In the midst of Melodie Schofield’s period dealing with an alcohol abuse disorder, exercise was something she was still pretty enthusiastic about as a fitness buff.
Nearly passing out near the Philadelphia Art Museum while going for a run after drinking showed her how one, maybe exercise right after drinking wasn’t the best idea and two, even something as healthy as exercise needs to be done in controlled amounts.
It was when Schofield came across the intense exercise routine CrossFit that she knew it would a “huge part of my recovery” — the realization certainly wasn’t immediate but today, the American Ninja Warrior participant feels so strongly about the positive effects of CrossFit that she volunteers a whole chunk of her time as a trainer for Human Strength, a free CrossFit program specifically geared for helping people in recovery.
“This was the person I always wanted to be — I just didn’t know it then,” Schofield said.
Human Strength is the CrossFit-focused portion of Phoenix Multisport, a Colorado-based nonprofit that has fostered a national community of support and physical activity centered on helping people recovering from substance use disorders. Scott Strode, the founder and national executive director of Phoenix Multisport, has made it his mission to promote physical activity as an outlet for those in recovery, whether it was through his profile as one of CNN’s top 10 Heroes back in 2012 or through his TEDx Talk last year on “finding sobriety on a mountaintop.”
Schofield and Gavin Young are two local Philly trainers who volunteer their time teaching CrossFit through the Human Strength Program at Fearless Athletics, a local gym. The only prerequisite for joining the program? A 48-hour sobriety period that works on an honor system. While that metric is meant to make sure that the people getting involved in the program is somewhat dedicated to recovery, it’s also for safety’s sake because there are no beginner classes when it comes to the CrossFit Schofield and Young teach.
But as with anything else, moderation is key and it’s something that Young makes sure to emphasize for the people who take part in the program — ‘Listen to your body first, listen to us second,’ he said.
As difficult and intense CrossFit may be, there’s a reason why people like Schofield and Young are so enthusiastic about its potential in being a solution for people in recovery. It’s the idea of community and getting through the challenge together — they said that if someone has yet to finish a routine while everyone else is already done, they’ll cheer on that person till the very end. That encouragement, while getting healthy and trying to engage your mind in another outlet, is something these two trainers believe is so important to overall recovery; however, they also stress how a program like this isn’t meant to be a replacement for a more traditional 12 Steps program.
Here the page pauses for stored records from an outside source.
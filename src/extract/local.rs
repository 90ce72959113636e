//! In-process parsers for PDF, OOXML and email.
//!
//! Used when the primary parser is not configured, fails, or times out.
//! The OOXML readers walk the document XML with `quick-xml` and keep block
//! structure: one line per Word paragraph, a blank line between slides,
//! and tab-separated cells per spreadsheet row.

use std::io::{Cursor, Read};

use quick_xml::events::Event;
use quick_xml::Reader;
use thiserror::Error;

use super::{email, FileKind};

/// Maximum sheets to process in an xlsx.
const XLSX_MAX_SHEETS: usize = 100;
/// Maximum cells to process per sheet.
const XLSX_MAX_CELLS_PER_SHEET: usize = 100_000;
/// Maximum decompressed bytes to read from a single ZIP entry (zip-bomb protection).
const MAX_XML_ENTRY_BYTES: u64 = 50 * 1024 * 1024;

#[derive(Debug, Error)]
pub enum ParseError {
    #[error("PDF extraction failed: {0}")]
    Pdf(String),
    #[error("OOXML extraction failed: {0}")]
    Ooxml(String),
    #[error("email extraction failed: {0}")]
    Email(String),
    #[error("no local parser for {0}")]
    Unsupported(FileKind),
}

type Archive<'a> = zip::ZipArchive<Cursor<&'a [u8]>>;

#[derive(Debug, Clone)]
pub struct LocalParser {
    max_entry_bytes: u64,
    max_sheets: usize,
    max_cells_per_sheet: usize,
}

impl Default for LocalParser {
    fn default() -> Self {
        Self {
            max_entry_bytes: MAX_XML_ENTRY_BYTES,
            max_sheets: XLSX_MAX_SHEETS,
            max_cells_per_sheet: XLSX_MAX_CELLS_PER_SHEET,
        }
    }
}

impl LocalParser {
    pub fn with_max_entry_bytes(mut self, max: u64) -> Self {
        self.max_entry_bytes = max;
        self
    }

    pub fn parse(&self, bytes: &[u8], kind: FileKind) -> Result<String, ParseError> {
        match kind {
            FileKind::Pdf => {
                pdf_extract::extract_text_from_mem(bytes).map_err(|e| ParseError::Pdf(e.to_string()))
            }
            FileKind::Docx => self.docx(bytes),
            FileKind::Pptx => self.pptx(bytes),
            FileKind::Xlsx => self.xlsx(bytes),
            FileKind::Email => email::extract(bytes),
            other => Err(ParseError::Unsupported(other)),
        }
    }

    fn docx(&self, bytes: &[u8]) -> Result<String, ParseError> {
        let mut archive = open_archive(bytes)?;
        let xml = self.read_entry(&mut archive, "word/document.xml")?;
        collect_text(&xml, b"t", b"p")
    }

    fn pptx(&self, bytes: &[u8]) -> Result<String, ParseError> {
        let mut archive = open_archive(bytes)?;
        let slides = numbered_entries(&archive, "ppt/slides/slide");
        let mut out = String::new();
        for name in slides {
            let xml = self.read_entry(&mut archive, &name)?;
            let text = collect_text(&xml, b"t", b"p")?;
            let text = text.trim();
            if text.is_empty() {
                continue;
            }
            if !out.is_empty() {
                out.push_str("\n\n");
            }
            out.push_str(text);
        }
        Ok(out)
    }

    fn xlsx(&self, bytes: &[u8]) -> Result<String, ParseError> {
        let mut archive = open_archive(bytes)?;
        let shared = if archive.index_for_name("xl/sharedStrings.xml").is_some() {
            let xml = self.read_entry(&mut archive, "xl/sharedStrings.xml")?;
            shared_strings(&xml)?
        } else {
            Vec::new()
        };

        let sheets = numbered_entries(&archive, "xl/worksheets/sheet");
        let mut out = String::new();
        for name in sheets.into_iter().take(self.max_sheets) {
            let xml = self.read_entry(&mut archive, &name)?;
            let text = sheet_text(&xml, &shared, self.max_cells_per_sheet)?;
            let text = text.trim();
            if text.is_empty() {
                continue;
            }
            if !out.is_empty() {
                out.push_str("\n\n");
            }
            out.push_str(text);
        }
        Ok(out)
    }

    fn read_entry(&self, archive: &mut Archive<'_>, name: &str) -> Result<Vec<u8>, ParseError> {
        let entry = archive
            .by_name(name)
            .map_err(|e| ParseError::Ooxml(format!("{}: {}", name, e)))?;
        let mut out = Vec::new();
        entry
            .take(self.max_entry_bytes)
            .read_to_end(&mut out)
            .map_err(|e| ParseError::Ooxml(e.to_string()))?;
        if out.len() as u64 >= self.max_entry_bytes {
            return Err(ParseError::Ooxml(format!(
                "ZIP entry {} exceeds size limit ({} bytes)",
                name, self.max_entry_bytes
            )));
        }
        Ok(out)
    }
}

fn open_archive(bytes: &[u8]) -> Result<Archive<'_>, ParseError> {
    zip::ZipArchive::new(Cursor::new(bytes)).map_err(|e| ParseError::Ooxml(e.to_string()))
}

/// Entries named `<prefix><n>.xml`, sorted by `n`.
fn numbered_entries(archive: &Archive<'_>, prefix: &str) -> Vec<String> {
    let mut names: Vec<String> = archive
        .file_names()
        .filter(|n| n.starts_with(prefix) && n.ends_with(".xml"))
        .filter(|n| !n[prefix.len()..].contains('/'))
        .map(|s| s.to_string())
        .collect();
    names.sort_by_key(|name| {
        name[prefix.len()..]
            .trim_end_matches(".xml")
            .parse::<u32>()
            .unwrap_or(u32::MAX)
    });
    names
}

/// Concatenate the text of every `text_tag` element, ending a line at each
/// closing `block_tag`. Tags match on local name, so namespace prefixes
/// (`w:`, `a:`) are ignored.
fn collect_text(xml: &[u8], text_tag: &[u8], block_tag: &[u8]) -> Result<String, ParseError> {
    let mut out = String::new();
    let mut reader = Reader::from_reader(xml);
    let mut buf = Vec::new();
    let mut in_text = false;
    loop {
        match reader.read_event_into(&mut buf) {
            Ok(Event::Start(e)) if e.local_name().as_ref() == text_tag => in_text = true,
            Ok(Event::Text(te)) if in_text => {
                let text = te.unescape().map_err(|e| ParseError::Ooxml(e.to_string()))?;
                out.push_str(&text);
            }
            Ok(Event::Empty(e)) => match e.local_name().as_ref() {
                b"tab" => out.push('\t'),
                b"br" => out.push('\n'),
                _ => {}
            },
            Ok(Event::End(e)) => {
                let name = e.local_name();
                if name.as_ref() == text_tag {
                    in_text = false;
                } else if name.as_ref() == block_tag {
                    out.push('\n');
                }
            }
            Ok(Event::Eof) => break,
            Err(e) => return Err(ParseError::Ooxml(e.to_string())),
            _ => {}
        }
        buf.clear();
    }
    Ok(out)
}

fn shared_strings(xml: &[u8]) -> Result<Vec<String>, ParseError> {
    let mut strings = Vec::new();
    let mut reader = Reader::from_reader(xml);
    let mut buf = Vec::new();
    let mut current: Option<String> = None;
    let mut in_t = false;
    loop {
        match reader.read_event_into(&mut buf) {
            Ok(Event::Start(e)) => match e.local_name().as_ref() {
                b"si" => current = Some(String::new()),
                b"t" => in_t = true,
                _ => {}
            },
            Ok(Event::Empty(e)) if e.local_name().as_ref() == b"si" => strings.push(String::new()),
            Ok(Event::Text(te)) if in_t => {
                if let Some(s) = current.as_mut() {
                    let text = te.unescape().map_err(|e| ParseError::Ooxml(e.to_string()))?;
                    s.push_str(&text);
                }
            }
            Ok(Event::End(e)) => match e.local_name().as_ref() {
                b"t" => in_t = false,
                b"si" => {
                    if let Some(s) = current.take() {
                        strings.push(s);
                    }
                }
                _ => {}
            },
            Ok(Event::Eof) => break,
            Err(e) => return Err(ParseError::Ooxml(e.to_string())),
            _ => {}
        }
        buf.clear();
    }
    Ok(strings)
}

#[derive(Clone, Copy, PartialEq)]
enum CellType {
    Shared,
    Inline,
    Value,
}

fn sheet_text(xml: &[u8], shared: &[String], max_cells: usize) -> Result<String, ParseError> {
    let mut out = String::new();
    let mut row: Vec<String> = Vec::new();
    let mut reader = Reader::from_reader(xml);
    let mut buf = Vec::new();
    let mut cell_type = CellType::Value;
    let mut in_value = false;
    let mut cell_count = 0usize;

    loop {
        if cell_count >= max_cells {
            break;
        }
        match reader.read_event_into(&mut buf) {
            Ok(Event::Start(e)) => match e.local_name().as_ref() {
                b"c" => {
                    cell_type = CellType::Value;
                    for attr in e.attributes().flatten() {
                        if attr.key.local_name().as_ref() == b"t" {
                            cell_type = match attr.value.as_ref() {
                                b"s" => CellType::Shared,
                                b"inlineStr" => CellType::Inline,
                                _ => CellType::Value,
                            };
                        }
                    }
                }
                b"v" => in_value = true,
                b"t" if cell_type == CellType::Inline => in_value = true,
                _ => {}
            },
            Ok(Event::Text(te)) if in_value => {
                let raw = te.unescape().map_err(|e| ParseError::Ooxml(e.to_string()))?;
                let raw = raw.trim();
                let value = match cell_type {
                    CellType::Shared => raw
                        .parse::<usize>()
                        .ok()
                        .and_then(|i| shared.get(i).cloned()),
                    _ => Some(raw.to_string()),
                };
                if let Some(v) = value.filter(|v| !v.is_empty()) {
                    row.push(v);
                    cell_count += 1;
                }
            }
            Ok(Event::End(e)) => match e.local_name().as_ref() {
                b"v" | b"t" => in_value = false,
                b"row" => {
                    if !row.is_empty() {
                        out.push_str(&row.join("\t"));
                        out.push('\n');
                        row.clear();
                    }
                }
                _ => {}
            },
            Ok(Event::Eof) => break,
            Err(e) => return Err(ParseError::Ooxml(e.to_string())),
            _ => {}
        }
        buf.clear();
    }
    if !row.is_empty() {
        out.push_str(&row.join("\t"));
        out.push('\n');
    }
    Ok(out)
}
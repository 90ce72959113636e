//! Embedding provider abstraction and implementations.
//!
//! Defines the async [`EmbeddingProvider`] trait and concrete backends:
//! - **[`DisabledProvider`]**: embeddings not configured; ingestion stores chunks only.
//! - **[`OpenAIProvider`]**: OpenAI `/v1/embeddings` with batching, retry, and backoff.
//! - **[`OllamaProvider`]**: a local Ollama server's `/api/embed`.
//! - **`LocalProvider`**: in-process fastembed models (feature `local-embeddings`).
//!
//! Every provider checks that it returned one vector per input text with
//! the configured dimensionality; a mismatch is an error, never a silently
//! truncated or padded vector.
//!
//! Also provides vector utilities used by the SQLite vector store:
//! - [`cosine_similarity`]: similarity between two embedding vectors
//! - [`vec_to_blob`]: encode a `Vec<f32>` as little-endian bytes for BLOB storage
//! - [`blob_to_vec`]: decode a BLOB back into a `Vec<f32>`
//!
//! # Provider Selection
//!
//! Providers are built explicitly by [`create_provider`] and injected into
//! the ingestion and query pipelines:
//!
//! ```rust,no_run
//! # use knowledge_harness::config::EmbeddingConfig;
//! # use knowledge_harness::embedding::create_provider;
//! let config = EmbeddingConfig::default(); // provider = "disabled"
//! let provider = create_provider(&config).unwrap();
//! assert!(!provider.is_enabled());
//! ```

use std::sync::Arc;
use std::time::Duration;

use anyhow::{anyhow, bail, Result};
use async_trait::async_trait;

use crate::config::EmbeddingConfig;
use crate::http::post_json_with_retry;

#[async_trait]
pub trait EmbeddingProvider: Send + Sync {
    /// Returns the model identifier (e.g. `"text-embedding-3-small"`).
    fn model_name(&self) -> &str;
    /// Returns the embedding vector dimensionality (e.g. `1536`).
    fn dims(&self) -> usize;
    /// `false` only for [`DisabledProvider`].
    fn is_enabled(&self) -> bool {
        true
    }
    /// Embed a batch of texts; one vector per input, in input order.
    async fn embed(&self, texts: &[String]) -> Result<Vec<Vec<f32>>>;
}

/// Embed a single query text.
pub async fn embed_query(provider: &dyn EmbeddingProvider, text: &str) -> Result<Vec<f32>> {
    provider
        .embed(&[text.to_string()])
        .await?
        .into_iter()
        .next()
        .ok_or_else(|| anyhow!("Empty embedding response"))
}

/// Verify count and dimensionality of a provider response.
pub fn check_vectors(vectors: &[Vec<f32>], expected_count: usize, dims: usize) -> Result<()> {
    if vectors.len() != expected_count {
        bail!(
            "embedding count mismatch: sent {} texts, received {} vectors",
            expected_count,
            vectors.len()
        );
    }
    if let Some(bad) = vectors.iter().find(|v| v.len() != dims) {
        bail!(
            "embedding dimension mismatch: expected {}, got {}",
            dims,
            bad.len()
        );
    }
    Ok(())
}

// ============ Disabled Provider ============

pub struct DisabledProvider;

#[async_trait]
impl EmbeddingProvider for DisabledProvider {
    fn model_name(&self) -> &str {
        "disabled"
    }
    fn dims(&self) -> usize {
        0
    }
    fn is_enabled(&self) -> bool {
        false
    }
    async fn embed(&self, _texts: &[String]) -> Result<Vec<Vec<f32>>> {
        bail!("Embedding provider is disabled")
    }
}

// ============ OpenAI Provider ============

/// Embedding provider using the OpenAI API.
///
/// Calls `POST /v1/embeddings` with the configured model. Requires the
/// `OPENAI_API_KEY` environment variable.
pub struct OpenAIProvider {
    model: String,
    dims: usize,
    api_key: String,
    max_retries: u32,
    endpoint: String,
    client: reqwest::Client,
}

impl OpenAIProvider {
    pub fn new(config: &EmbeddingConfig) -> Result<Self> {
        let model = config
            .model
            .clone()
            .ok_or_else(|| anyhow!("embedding.model required for OpenAI provider"))?;
        let dims = config
            .dims
            .ok_or_else(|| anyhow!("embedding.dims required for OpenAI provider"))?;
        let api_key = std::env::var("OPENAI_API_KEY")
            .map_err(|_| anyhow!("OPENAI_API_KEY environment variable not set"))?;
        let base = config
            .url
            .as_deref()
            .unwrap_or("https://api.openai.com")
            .trim_end_matches('/');

        Ok(Self {
            model,
            dims,
            api_key,
            max_retries: config.max_retries,
            endpoint: format!("{}/v1/embeddings", base),
            client: reqwest::Client::builder()
                .timeout(Duration::from_secs(config.timeout_secs))
                .build()?,
        })
    }
}

#[async_trait]
impl EmbeddingProvider for OpenAIProvider {
    fn model_name(&self) -> &str {
        &self.model
    }
    fn dims(&self) -> usize {
        self.dims
    }
    async fn embed(&self, texts: &[String]) -> Result<Vec<Vec<f32>>> {
        let body = serde_json::json!({
            "model": self.model,
            "input": texts,
        });
        let json = post_json_with_retry("OpenAI", self.max_retries, || {
            self.client
                .post(&self.endpoint)
                .header("Authorization", format!("Bearer {}", self.api_key))
                .json(&body)
        })
        .await?;
        let vectors = parse_openai_response(&json)?;
        check_vectors(&vectors, texts.len(), self.dims)?;
        Ok(vectors)
    }
}

/// Extract `data[].embedding`, ordered by each item's `index`.
fn parse_openai_response(json: &serde_json::Value) -> Result<Vec<Vec<f32>>> {
    let data = json
        .get("data")
        .and_then(|d| d.as_array())
        .ok_or_else(|| anyhow!("Invalid OpenAI response: missing data array"))?;

    let mut indexed = Vec::with_capacity(data.len());
    for (pos, item) in data.iter().enumerate() {
        let embedding = item
            .get("embedding")
            .and_then(|e| e.as_array())
            .ok_or_else(|| anyhow!("Invalid OpenAI response: missing embedding"))?;
        let index = item
            .get("index")
            .and_then(|i| i.as_u64())
            .unwrap_or(pos as u64);
        indexed.push((index, json_to_vec(embedding)));
    }

    indexed.sort_by_key(|(i, _)| *i);
    Ok(indexed.into_iter().map(|(_, v)| v).collect())
}

fn json_to_vec(values: &[serde_json::Value]) -> Vec<f32> {
    values
        .iter()
        .map(|v| v.as_f64().unwrap_or(0.0) as f32)
        .collect()
}

// ============ Ollama Provider ============

/// Embedding provider using a local Ollama instance.
///
/// Calls `POST /api/embed` on the configured URL (default
/// `http://localhost:11434`).
pub struct OllamaProvider {
    model: String,
    dims: usize,
    url: String,
    max_retries: u32,
    client: reqwest::Client,
}

impl OllamaProvider {
    pub fn new(config: &EmbeddingConfig) -> Result<Self> {
        let model = config
            .model
            .clone()
            .ok_or_else(|| anyhow!("embedding.model required for Ollama provider"))?;
        let dims = config
            .dims
            .ok_or_else(|| anyhow!("embedding.dims required for Ollama provider"))?;
        let url = config
            .url
            .as_deref()
            .unwrap_or("http://localhost:11434")
            .trim_end_matches('/')
            .to_string();

        Ok(Self {
            model,
            dims,
            url,
            max_retries: config.max_retries,
            client: reqwest::Client::builder()
                .timeout(Duration::from_secs(config.timeout_secs))
                .build()?,
        })
    }
}

#[async_trait]
impl EmbeddingProvider for OllamaProvider {
    fn model_name(&self) -> &str {
        &self.model
    }
    fn dims(&self) -> usize {
        self.dims
    }
    async fn embed(&self, texts: &[String]) -> Result<Vec<Vec<f32>>> {
        let body = serde_json::json!({
            "model": self.model,
            "input": texts,
        });
        let endpoint = format!("{}/api/embed", self.url);
        let json = post_json_with_retry("Ollama", self.max_retries, || {
            self.client.post(&endpoint).json(&body)
        })
        .await?;
        let vectors = parse_ollama_response(&json)?;
        check_vectors(&vectors, texts.len(), self.dims)?;
        Ok(vectors)
    }
}

fn parse_ollama_response(json: &serde_json::Value) -> Result<Vec<Vec<f32>>> {
    let embeddings = json
        .get("embeddings")
        .and_then(|e| e.as_array())
        .ok_or_else(|| anyhow!("Invalid Ollama response: missing embeddings array"))?;

    embeddings
        .iter()
        .map(|e| {
            e.as_array()
                .map(|values| json_to_vec(values))
                .ok_or_else(|| anyhow!("Invalid Ollama response: embedding is not an array"))
        })
        .collect()
}

// ============ Local Provider (fastembed) ============

/// In-process embeddings with fastembed.
///
/// The model is downloaded from Hugging Face on first use and cached;
/// afterwards embeddings run offline. Inference runs on the blocking pool.
#[cfg(feature = "local-embeddings")]
pub struct LocalProvider {
    model_name: String,
    dims: usize,
    batch_size: usize,
    model: fastembed::EmbeddingModel,
    engine: Arc<std::sync::Mutex<Option<fastembed::TextEmbedding>>>,
}

#[cfg(feature = "local-embeddings")]
impl LocalProvider {
    pub fn new(config: &EmbeddingConfig) -> Result<Self> {
        let model_name = config
            .model
            .clone()
            .unwrap_or_else(|| "multilingual-e5-small".to_string());
        let model = config_to_fastembed_model(&model_name)?;
        let dims = config.dims.unwrap_or_else(|| default_local_dims(&model_name));
        Ok(Self {
            model_name,
            dims,
            batch_size: config.batch_size,
            model,
            engine: Arc::new(std::sync::Mutex::new(None)),
        })
    }
}

#[cfg(feature = "local-embeddings")]
fn default_local_dims(model_name: &str) -> usize {
    match model_name {
        "bge-base-en-v1.5" | "multilingual-e5-base" | "nomic-embed-text-v1.5" => 768,
        "bge-large-en-v1.5" | "multilingual-e5-large" => 1024,
        _ => 384,
    }
}

#[cfg(feature = "local-embeddings")]
fn config_to_fastembed_model(name: &str) -> Result<fastembed::EmbeddingModel> {
    match name {
        "all-minilm-l6-v2" => Ok(fastembed::EmbeddingModel::AllMiniLML6V2),
        "bge-small-en-v1.5" => Ok(fastembed::EmbeddingModel::BGESmallENV15),
        "bge-base-en-v1.5" => Ok(fastembed::EmbeddingModel::BGEBaseENV15),
        "bge-large-en-v1.5" => Ok(fastembed::EmbeddingModel::BGELargeENV15),
        "nomic-embed-text-v1.5" => Ok(fastembed::EmbeddingModel::NomicEmbedTextV15),
        "multilingual-e5-small" => Ok(fastembed::EmbeddingModel::MultilingualE5Small),
        "multilingual-e5-base" => Ok(fastembed::EmbeddingModel::MultilingualE5Base),
        "multilingual-e5-large" => Ok(fastembed::EmbeddingModel::MultilingualE5Large),
        other => bail!(
            "Unknown local embedding model: '{}'. Supported models: \
             all-minilm-l6-v2, bge-small-en-v1.5, bge-base-en-v1.5, bge-large-en-v1.5, \
             nomic-embed-text-v1.5, multilingual-e5-small, multilingual-e5-base, \
             multilingual-e5-large",
            other
        ),
    }
}

#[cfg(feature = "local-embeddings")]
#[async_trait]
impl EmbeddingProvider for LocalProvider {
    fn model_name(&self) -> &str {
        &self.model_name
    }
    fn dims(&self) -> usize {
        self.dims
    }
    async fn embed(&self, texts: &[String]) -> Result<Vec<Vec<f32>>> {
        let engine = self.engine.clone();
        let model = self.model.clone();
        let batch_size = self.batch_size;
        let input = texts.to_vec();

        let vectors = tokio::task::spawn_blocking(move || -> Result<Vec<Vec<f32>>> {
            let mut guard = engine
                .lock()
                .map_err(|_| anyhow!("local embedding model lock poisoned"))?;
            if guard.is_none() {
                let loaded = fastembed::TextEmbedding::try_new(
                    fastembed::InitOptions::new(model).with_show_download_progress(true),
                )
                .map_err(|e| anyhow!("Failed to initialize local embedding model: {}", e))?;
                *guard = Some(loaded);
            }
            let engine = guard
                .as_mut()
                .ok_or_else(|| anyhow!("local embedding model not loaded"))?;
            engine
                .embed(input, Some(batch_size))
                .map_err(|e| anyhow!("Local embedding failed: {}", e))
        })
        .await??;

        check_vectors(&vectors, texts.len(), self.dims)?;
        Ok(vectors)
    }
}

/// Create the [`EmbeddingProvider`] named by `embedding.provider`.
///
/// | Config Value | Provider |
/// |-------------|----------|
/// | `"disabled"` | [`DisabledProvider`] |
/// | `"openai"` | [`OpenAIProvider`] |
/// | `"ollama"` | [`OllamaProvider`] |
/// | `"local"` | `LocalProvider` (feature `local-embeddings`) |
pub fn create_provider(config: &EmbeddingConfig) -> Result<Arc<dyn EmbeddingProvider>> {
    match config.provider.as_str() {
        "disabled" => Ok(Arc::new(DisabledProvider)),
        "openai" => Ok(Arc::new(OpenAIProvider::new(config)?)),
        "ollama" => Ok(Arc::new(OllamaProvider::new(config)?)),
        #[cfg(feature = "local-embeddings")]
        "local" => Ok(Arc::new(LocalProvider::new(config)?)),
        #[cfg(not(feature = "local-embeddings"))]
        "local" => bail!("Local embedding provider requires --features local-embeddings"),
        other => bail!("Unknown embedding provider: {}", other),
    }
}

/// Encode a float vector as a BLOB (little-endian f32 bytes).
///
/// ```rust
/// use knowledge_harness::embedding::{vec_to_blob, blob_to_vec};
///
/// let v = vec![1.0f32, -2.5, 3.125];
/// let blob = vec_to_blob(&v);
/// assert_eq!(blob.len(), 12); // 3 × 4 bytes
/// assert_eq!(blob_to_vec(&blob), v);
/// ```
pub fn vec_to_blob(vec: &[f32]) -> Vec<u8> {
    let mut bytes = Vec::with_capacity(vec.len() * 4);
    for &v in vec {
        bytes.extend_from_slice(&v.to_le_bytes());
    }
    bytes
}

/// Decode a BLOB back into a float vector.
pub fn blob_to_vec(blob: &[u8]) -> Vec<f32> {
    blob.chunks_exact(4)
        .map(|chunk| f32::from_le_bytes([chunk[0], chunk[1], chunk[2], chunk[3]]))
        .collect()
}

/// Cosine similarity in `[-1.0, 1.0]`; `0.0` for empty, mismatched, or
/// zero-magnitude inputs.
pub fn cosine_similarity(a: &[f32], b: &[f32]) -> f32 {
    if a.len() != b.len() || a.is_empty() {
        return 0.0;
    }

    let mut dot = 0.0f32;
    let mut norm_a = 0.0f32;
    let mut norm_b = 0.0f32;

    for (x, y) in a.iter().zip(b.iter()) {
        dot += x * y;
        norm_a += x * x;
        norm_b += y * y;
    }

    let denom = norm_a.sqrt() * norm_b.sqrt();
    if denom < f32::EPSILON {
        return 0.0;
    }

    dot / denom
}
In terms of getting this program introduced into more local gyms, the process is already underway. It’s actually fairly simple for a gym to host a Human Strength program: all it needs to do is open its space. While Melody’s day job is being a recovery counselor, the CrossFit training she teaches has in many ways become a second identity for her. It’s something she promotes heavily on social media (a very effective method of increasing awareness for the program) and for her, it’s a way to just be open about her past, present and future in dealing with addiction.